The consequences are dire for everyone in our country, not just for our young people. Think of a world where we have hospitals but no nurses, where we can no longer construct buildings such as the Shard, the Spinnaker tower in Portsmouth or the Clifton suspension bridge in Bristol, and where we can no longer protect this country from the ever-growing cyber-security threats we face. That may sound bleak, but those will all be very real scenarios if we do not increase spending on sixth-form colleges.
Amanda Spielman, Her Majesty’s chief inspector, recently expressed her concern about college funding to the Public Accounts Committee, on which I sit. She wrote:
“My strong view is that the government should use the forthcoming spending review to increase the base rate for 16 to 18 funding.”
Again, it seemed the Government had heard enough from experts; they chose not to take her advice.

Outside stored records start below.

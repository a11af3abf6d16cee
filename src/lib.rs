//! Herbarium-Harvest: a resumable species profile harvester
//!
//! This crate assembles complete botanical species profiles from many
//! independently fetched page fragments, decides when a profile is complete
//! enough to write, and keeps a durable status ledger so long crawls can be
//! resumed or selectively retried.

pub mod aggregator;
pub mod catalog;
pub mod config;
pub mod crawler;
pub mod ledger;
pub mod output;
pub mod state;

use thiserror::Error;

/// Main error type for Herbarium-Harvest operations
#[derive(Debug, Error)]
pub enum HarvestError {
    #[error("Configuration error: {0}")]
    Config(#[from] ConfigError),

    #[error("Fetch failed: {0}")]
    Fetch(#[from] crawler::FetchFailure),

    #[error("Ledger error: {0}")]
    Ledger(#[from] ledger::LedgerError),

    #[error("Output error: {0}")]
    Output(#[from] output::OutputError),

    #[error("URL parse error: {0}")]
    UrlParse(#[from] url::ParseError),

    #[error("HTTP client error: {0}")]
    Reqwest(#[from] reqwest::Error),

    #[error("JSON error: {0}")]
    Json(#[from] serde_json::Error),

    #[error("IO error: {0}")]
    Io(#[from] std::io::Error),
}

/// Configuration-specific errors
#[derive(Debug, Error)]
pub enum ConfigError {
    #[error("Failed to read config file: {0}")]
    Io(#[from] std::io::Error),

    #[error("Failed to parse TOML: {0}")]
    Parse(#[from] toml::de::Error),

    #[error("Validation error: {0}")]
    Validation(String),

    #[error("Invalid URL in config: {0}")]
    InvalidUrl(String),
}

/// Result type alias for Herbarium-Harvest operations
pub type Result<T> = std::result::Result<T, HarvestError>;

/// Result type alias for configuration operations
pub type ConfigResult<T> = std::result::Result<T, ConfigError>;

// Re-export commonly used types
pub use aggregator::{ApplyOutcome, CompletionPolicy, EntityAggregator};
pub use catalog::{FragmentKind, SectionGroup};
pub use config::Config;
pub use crawler::{Coordinator, HerbariumClient, RunOptions, RunSummary};
pub use ledger::{StatusLedger, StatusSink};
pub use state::{EntityId, EntityStatus};
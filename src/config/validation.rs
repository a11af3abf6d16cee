use crate::config::types::{
    AggregationConfig, Config, FetchConfig, OutputConfig, SiteConfig, UserAgentConfig,
};
use crate::ConfigError;
use url::Url;

/// Validates the entire configuration
pub fn validate(config: &Config) -> Result<(), ConfigError> {
    validate_site_config(&config.site)?;
    validate_user_agent_config(&config.user_agent)?;
    validate_fetch_config(&config.fetch)?;
    validate_aggregation_config(&config.aggregation)?;
    validate_output_config(&config.output)?;
    Ok(())
}

/// Validates the target site
fn validate_site_config(config: &SiteConfig) -> Result<(), ConfigError> {
    let url = Url::parse(&config.base_url)
        .map_err(|e| ConfigError::InvalidUrl(format!("Invalid base_url: {}", e)))?;

    if url.scheme() != "https" && url.scheme() != "http" {
        return Err(ConfigError::Validation(format!(
            "base_url '{}' must use http or https",
            config.base_url
        )));
    }

    if url.host_str().is_none() {
        return Err(ConfigError::InvalidUrl(format!(
            "base_url '{}' has no host",
            config.base_url
        )));
    }

    Ok(())
}

/// Validates user agent configuration
fn validate_user_agent_config(config: &UserAgentConfig) -> Result<(), ConfigError> {
    if config.crawler_name.is_empty() {
        return Err(ConfigError::Validation(
            "crawler_name cannot be empty".to_string(),
        ));
    }

    if !config
        .crawler_name
        .chars()
        .all(|c| c.is_alphanumeric() || c == '-')
    {
        return Err(ConfigError::Validation(format!(
            "crawler_name must contain only alphanumeric characters and hyphens, got '{}'",
            config.crawler_name
        )));
    }

    Url::parse(&config.contact_url)
        .map_err(|e| ConfigError::InvalidUrl(format!("Invalid contact_url: {}", e)))?;

    validate_email(&config.contact_email)?;

    Ok(())
}

/// Validates request pacing
fn validate_fetch_config(config: &FetchConfig) -> Result<(), ConfigError> {
    if config.request_timeout < 1 {
        return Err(ConfigError::Validation(
            "request_timeout must be >= 1s".to_string(),
        ));
    }

    Ok(())
}

/// Validates completion policy tunables
fn validate_aggregation_config(config: &AggregationConfig) -> Result<(), ConfigError> {
    if config.timeout_window < 1 {
        return Err(ConfigError::Validation(
            "timeout_window must be >= 1ms".to_string(),
        ));
    }

    if config.min_responses < 1 {
        return Err(ConfigError::Validation(format!(
            "min_responses must be >= 1, got {}",
            config.min_responses
        )));
    }

    if !(config.min_fraction > 0.0 && config.min_fraction <= 1.0) {
        return Err(ConfigError::Validation(format!(
            "min_fraction must be in (0, 1], got {}",
            config.min_fraction
        )));
    }

    Ok(())
}

/// Validates output configuration
fn validate_output_config(config: &OutputConfig) -> Result<(), ConfigError> {
    if config.output_dir.is_empty() {
        return Err(ConfigError::Validation(
            "output_dir cannot be empty".to_string(),
        ));
    }

    if config.status_file.is_empty() {
        return Err(ConfigError::Validation(
            "status_file cannot be empty".to_string(),
        ));
    }

    Ok(())
}

/// Basic email validation
fn validate_email(email: &str) -> Result<(), ConfigError> {
    if email.is_empty() {
        return Err(ConfigError::Validation(
            "contact_email cannot be empty".to_string(),
        ));
    }

    // Must contain exactly one @ with text on both sides
    let parts: Vec<&str> = email.split('@').collect();
    if parts.len() != 2 || parts[0].is_empty() || parts[1].is_empty() {
        return Err(ConfigError::Validation(format!(
            "Invalid email format: '{}'",
            email
        )));
    }

    if !parts[1].contains('.') {
        return Err(ConfigError::Validation(format!(
            "Invalid email domain: '{}'",
            email
        )));
    }

    Ok(())
}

Instead, the national base rate for 16 and 17-year-olds was fixed at £4,000 per student, which obviously does nothing to account for the inflationary pressures and cost increases that our colleges face every year.
The solution to this problem is simple: we need to raise the funding rate from £4,000 per sixth-form student. Failure to do so would mean fewer young people realising their dreams, would dramatically affect the economy and would undermine our nation’s capability in a global market. A small increase in funding would have an immeasurable effect on the nation’s future and would be a minor price to pay for its financial security. I am not alone in asking the Government to increase funding; it is what the staff of colleges such as Portsmouth College tell me they need, and Her Majesty’s chief inspector has said it is essential. College principals around the country have come forward in support of this fantastic petition. We need to safeguard the future of our country and our young people. We need to raise the rate for fantastic colleges such as Portsmouth College.